▶ **GIVEN RECORDS**:
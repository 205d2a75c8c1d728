//! Tetromino definitions and orientations
//!
//! All 7 standard tetrominoes with the constant data each one needs:
//! colour, Up-relative block offsets and spawn pose.

use std::fmt;

use serde::{Deserialize, Serialize};

use crate::position::{GridPosition, Position};

/// Colour tag stored in board cells
#[derive(Debug, Clone, Copy, PartialEq, Eq, Hash, Serialize, Deserialize)]
pub enum Colour {
    LightBlue,
    Blue,
    Orange,
    Yellow,
    Green,
    Purple,
    Red,
}

/// The 7 tetromino types
#[derive(Debug, Clone, Copy, PartialEq, Eq, Hash, PartialOrd, Ord, Serialize, Deserialize)]
pub enum TetrominoType {
    I, // Light blue - long bar
    O, // Yellow - square
    T, // Purple - T-shape
    S, // Green - S-shape
    Z, // Red - Z-shape
    J, // Blue - J-shape
    L, // Orange - L-shape
}

impl TetrominoType {
    /// Get the colour for this tetromino
    pub fn colour(&self) -> Colour {
        match self {
            TetrominoType::I => Colour::LightBlue,
            TetrominoType::O => Colour::Yellow,
            TetrominoType::T => Colour::Purple,
            TetrominoType::S => Colour::Green,
            TetrominoType::Z => Colour::Red,
            TetrominoType::J => Colour::Blue,
            TetrominoType::L => Colour::Orange,
        }
    }

    /// Get all tetromino types for bag randomization
    pub fn all() -> [TetrominoType; 7] {
        [
            TetrominoType::I,
            TetrominoType::O,
            TetrominoType::T,
            TetrominoType::S,
            TetrominoType::Z,
            TetrominoType::J,
            TetrominoType::L,
        ]
    }

    /// I and O are centred on a grid intersection rather than on a cell
    pub fn is_grid_centred(&self) -> bool {
        matches!(self, TetrominoType::I | TetrominoType::O)
    }

    /// Block offsets relative to the centre in the Up orientation
    ///
    /// Rotating these clockwise gives the other orientations. I and O are
    /// placed around a grid centre instead, see `Piece::blocks`.
    pub fn normalised_offsets(&self) -> [Position; 4] {
        let p = Position::new;
        match self {
            TetrominoType::I => [p(-1, 1), p(0, 1), p(1, 1), p(2, 1)],
            TetrominoType::O => [p(0, 0), p(0, 1), p(-1, 0), p(-1, 1)],
            // .T.
            // TXT
            TetrominoType::T => [p(-1, 0), p(0, 0), p(0, 1), p(1, 0)],
            // .SS
            // SX.
            TetrominoType::S => [p(-1, 0), p(0, 0), p(0, 1), p(1, 1)],
            // ZZ.
            // .XZ
            TetrominoType::Z => [p(-1, 1), p(0, 1), p(0, 0), p(1, 0)],
            // J..
            // JXJ
            TetrominoType::J => [p(-1, 1), p(-1, 0), p(0, 0), p(1, 0)],
            // ..L
            // LXL
            TetrominoType::L => [p(-1, 0), p(0, 0), p(1, 0), p(1, 1)],
        }
    }

    /// Centre at spawn - pieces spawn in the top row, nubs in the headroom row
    pub fn spawn_center(&self) -> Center {
        if self.is_grid_centred() {
            Center::Grid(GridPosition::new(5, 19))
        } else {
            Center::Cell(Position::new(4, 19))
        }
    }

    pub fn letter(&self) -> char {
        match self {
            TetrominoType::I => 'I',
            TetrominoType::O => 'O',
            TetrominoType::T => 'T',
            TetrominoType::S => 'S',
            TetrominoType::Z => 'Z',
            TetrominoType::J => 'J',
            TetrominoType::L => 'L',
        }
    }
}

impl fmt::Display for TetrominoType {
    fn fmt(&self, f: &mut fmt::Formatter<'_>) -> fmt::Result {
        write!(f, "{}", self.letter())
    }
}

/// Where a piece is anchored: on a cell, or between four cells
#[derive(Debug, Clone, Copy, PartialEq, Eq, Hash, Serialize, Deserialize)]
pub enum Center {
    Cell(Position),
    Grid(GridPosition),
}

impl Center {
    pub fn translated(self, offset: Position) -> Center {
        match self {
            Center::Cell(p) => Center::Cell(p + offset),
            Center::Grid(g) => Center::Grid(g + offset),
        }
    }

    /// Raw coordinates of the anchor
    pub fn position(self) -> Position {
        match self {
            Center::Cell(p) => p,
            Center::Grid(g) => Position::new(g.x, g.y),
        }
    }
}

/// Orientation states (using SRS naming convention)
#[derive(Debug, Clone, Copy, PartialEq, Eq, Hash, Default, Serialize, Deserialize)]
pub enum Orientation {
    #[default]
    Up, // Spawn state
    Right, // Clockwise from Up
    Down,  // 180 from Up
    Left,  // Counter-clockwise from Up
}

impl Orientation {
    /// Rotate clockwise: Up → Right → Down → Left → Up
    pub fn clockwise(&self) -> Orientation {
        match self {
            Orientation::Up => Orientation::Right,
            Orientation::Right => Orientation::Down,
            Orientation::Down => Orientation::Left,
            Orientation::Left => Orientation::Up,
        }
    }

    /// Rotate counter-clockwise: Up → Left → Down → Right → Up
    pub fn counterclockwise(&self) -> Orientation {
        match self {
            Orientation::Up => Orientation::Left,
            Orientation::Left => Orientation::Down,
            Orientation::Down => Orientation::Right,
            Orientation::Right => Orientation::Up,
        }
    }

    pub fn flipped(&self) -> Orientation {
        self.clockwise().clockwise()
    }

    pub fn index(&self) -> u8 {
        match self {
            Orientation::Up => 0,
            Orientation::Right => 1,
            Orientation::Down => 2,
            Orientation::Left => 3,
        }
    }

    /// Clockwise quarter turns needed to go from `from` to `to`
    pub fn rotations_required(from: Orientation, to: Orientation) -> u8 {
        (to.index() + 4 - from.index()) % 4
    }

    pub fn all() -> [Orientation; 4] {
        [
            Orientation::Up,
            Orientation::Right,
            Orientation::Down,
            Orientation::Left,
        ]
    }
}

#[cfg(test)]
mod tests {
    use super::*;

    #[test]
    fn test_orientation_cycle() {
        for o in Orientation::all() {
            assert_eq!(o.clockwise().counterclockwise(), o);
            assert_eq!(o.flipped().flipped(), o);
            assert_eq!(o.clockwise().clockwise().clockwise().clockwise(), o);
        }
    }

    #[test]
    fn test_rotations_required() {
        assert_eq!(Orientation::rotations_required(Orientation::Up, Orientation::Up), 0);
        assert_eq!(Orientation::rotations_required(Orientation::Up, Orientation::Left), 3);
        assert_eq!(Orientation::rotations_required(Orientation::Left, Orientation::Up), 1);
        assert_eq!(Orientation::rotations_required(Orientation::Right, Orientation::Left), 2);
    }

    #[test]
    fn test_spawn_centres() {
        assert!(matches!(TetrominoType::I.spawn_center(), Center::Grid(_)));
        assert!(matches!(TetrominoType::O.spawn_center(), Center::Grid(_)));
        assert_eq!(
            TetrominoType::T.spawn_center(),
            Center::Cell(Position::new(4, 19))
        );
    }

    #[test]
    fn test_display_letters() {
        let letters: String = TetrominoType::all().iter().map(|k| k.to_string()).collect();
        assert_eq!(letters, "IOTSZJL");
    }
}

▶ **ASSIGNMENT**: Copy all data exactly, start to finish.

▶ **EXPECTED ANSWER**:
repository 205d2a75c8c1d728
//! Tetromino definitions and orientations
//!
//! All 7 standard tetrominoes with the constant data each one needs:
//! colour, Up-relative block offsets and spawn pose.

use std::fmt;

use serde::{Deserialize, Serialize};

use crate::position::{GridPosition, Position};

/// Colour tag stored in board cells
#[derive(Debug, Clone, Copy, PartialEq, Eq, Hash, Serialize, Deserialize)]
pub enum Colour {
    LightBlue,
    Blue,
    Orange,
    Yellow,
    Green,
    Purple,
    Red,
}

/// The 7 tetromino types
#[derive(Debug, Clone, Copy, PartialEq, Eq, Hash, PartialOrd, Ord, Serialize, Deserialize)]
pub enum TetrominoType {
    I, // Light blue - long bar
    O, // Yellow - square
    T, // Purple - T-shape
    S, // Green - S-shape
    Z, // Red - Z-shape
    J, // Blue - J-shape
    L, // Orange - L-shape
}

impl TetrominoType {
    /// Get the colour for this tetromino
    pub fn colour(&self) -> Colour {
        match self {
            TetrominoType::I => Colour::LightBlue,
            TetrominoType::O => Colour::Yellow,
            TetrominoType::T => Colour::Purple,
            TetrominoType::S => Colour::Green,
            TetrominoType::Z => Colour::Red,
            TetrominoType::J => Colour::Blue,
            TetrominoType::L => Colour::Orange,
        }
    }

    /// Get all tetromino types for bag randomization
    pub fn all() -> [TetrominoType; 7] {
        [
            TetrominoType::I,
            TetrominoType::O,
            TetrominoType::T,
            TetrominoType::S,
            TetrominoType::Z,
            TetrominoType::J,
            TetrominoType::L,
        ]
    }

    /// I and O are centred on a grid intersection rather than on a cell
    pub fn is_grid_centred(&self) -> bool {
        matches!(self, TetrominoType::I | TetrominoType::O)
    }

    /// Block offsets relative to the centre in the Up orientation
    ///
    /// Rotating these clockwise gives the other orientations. I and O are
    /// placed around a grid centre instead, see `Piece::blocks`.
    pub fn normalised_offsets(&self) -> [Position; 4] {
        let p = Position::new;
        match self {
            TetrominoType::I => [p(-1, 1), p(0, 1), p(1, 1), p(2, 1)],
            TetrominoType::O => [p(0, 0), p(0, 1), p(-1, 0), p(-1, 1)],
            // .T.
            // TXT
            TetrominoType::T => [p(-1, 0), p(0, 0), p(0, 1), p(1, 0)],
            // .SS
            // SX.
            TetrominoType::S => [p(-1, 0), p(0, 0), p(0, 1), p(1, 1)],
            // ZZ.
            // .XZ
            TetrominoType::Z => [p(-1, 1), p(0, 1), p(0, 0), p(1, 0)],
            // J..
            // JXJ
            TetrominoType::J => [p(-1, 1), p(-1, 0), p(0, 0), p(1, 0)],
            // ..L
            // LXL
            TetrominoType::L => [p(-1, 0), p(0, 0), p(1, 0), p(1, 1)],
        }
    }

    /// Centre at spawn - pieces spawn in the top row, nubs in the headroom row
    pub fn spawn_center(&self) -> Center {
        if self.is_grid_centred() {
            Center::Grid(GridPosition::new(5, 19))
        } else {
            Center::Cell(Position::new(4, 19))
        }
    }

    pub fn letter(&self) -> char {
        match self {
            TetrominoType::I => 'I',
            TetrominoType::O => 'O',
            TetrominoType::T => 'T',
            TetrominoType::S => 'S',
            TetrominoType::Z => 'Z',
            TetrominoType::J => 'J',
            TetrominoType::L => 'L',
        }
    }
}

impl fmt::Display for TetrominoType {
    fn fmt(&self, f: &mut fmt::Formatter<'_>) -> fmt::Result {
        write!(f, "{}", self.letter())
    }
}

/// Where a piece is anchored: on a cell, or between four cells
#[derive(Debug, Clone, Copy, PartialEq, Eq, Hash, Serialize, Deserialize)]
pub enum Center {
    Cell(Position),
    Grid(GridPosition),
}

impl Center {
    pub fn translated(self, offset: Position) -> Center {
        match self {
            Center::Cell(p) => Center::Cell(p + offset),
            Center::Grid(g) => Center::Grid(g + offset),
        }
    }

    /// Raw coordinates of the anchor
    pub fn position(self) -> Position {
        match self {
            Center::Cell(p) => p,
            Center::Grid(g) => Position::new(g.x, g.y),
        }
    }
}

/// Orientation states (using SRS naming convention)
#[derive(Debug, Clone, Copy, PartialEq, Eq, Hash, Default, Serialize, Deserialize)]
pub enum Orientation {
    #[default]
    Up, // Spawn state
    Right, // Clockwise from Up
    Down,  // 180 from Up
    Left,  // Counter-clockwise from Up
}

impl Orientation {
    /// Rotate clockwise: Up → Right → Down → Left → Up
    pub fn clockwise(&self) -> Orientation {
        match self {
            Orientation::Up => Orientation::Right,
            Orientation::Right => Orientation::Down,
            Orientation::Down => Orientation::Left,
            Orientation::Left => Orientation::Up,
        }
    }

    /// Rotate counter-clockwise: Up → Left → Down → Right → Up
    pub fn counterclockwise(&self) -> Orientation {
        match self {
            Orientation::Up => Orientation::Left,
            Orientation::Left => Orientation::Down,
            Orientation::Down => Orientation::Right,
            Orientation::Right => Orientation::Up,
        }
    }

    pub fn flipped(&self) -> Orientation {
        self.clockwise().clockwise()
    }

    pub fn index(&self) -> u8 {
        match self {
            Orientation::Up => 0,
            Orientation::Right => 1,
            Orientation::Down => 2,
            Orientation::Left => 3,
        }
    }

    /// Clockwise quarter turns needed to go from `from` to `to`
    pub fn rotations_required(from: Orientation, to: Orientation) -> u8 {
        (to.index() + 4 - from.index()) % 4
    }

    pub fn all() -> [Orientation; 4] {
        [
            Orientation::Up,
            Orientation::Right,
            Orientation::Down,
            Orientation::Left,
        ]
    }
}

#[cfg(test)]
mod tests {
    use super::*;

    #[test]
    fn test_orientation_cycle() {
        for o in Orientation::all() {
            assert_eq!(o.clockwise().counterclockwise(), o);
            assert_eq!(o.flipped().flipped(), o);
            assert_eq!(o.clockwise().clockwise().clockwise().clockwise(), o);
        }
    }

    #[test]
    fn test_rotations_required() {
        assert_eq!(Orientation::rotations_required(Orientation::Up, Orientation::Up), 0);
        assert_eq!(Orientation::rotations_required(Orientation::Up, Orientation::Left), 3);
        assert_eq!(Orientation::rotations_required(Orientation::Left, Orientation::Up), 1);
        assert_eq!(Orientation::rotations_required(Orientation::Right, Orientation::Left), 2);
    }

    #[test]
    fn test_spawn_centres() {
        assert!(matches!(TetrominoType::I.spawn_center(), Center::Grid(_)));
        assert!(matches!(TetrominoType::O.spawn_center(), Center::Grid(_)));
        assert_eq!(
            TetrominoType::T.spawn_center(),
            Center::Cell(Position::new(4, 19))
        );
    }

    #[test]
    fn test_display_letters() {
        let letters: String = TetrominoType::all().iter().map(|k| k.to_string()).collect();
        assert_eq!(letters, "IOTSZJL");
    }
}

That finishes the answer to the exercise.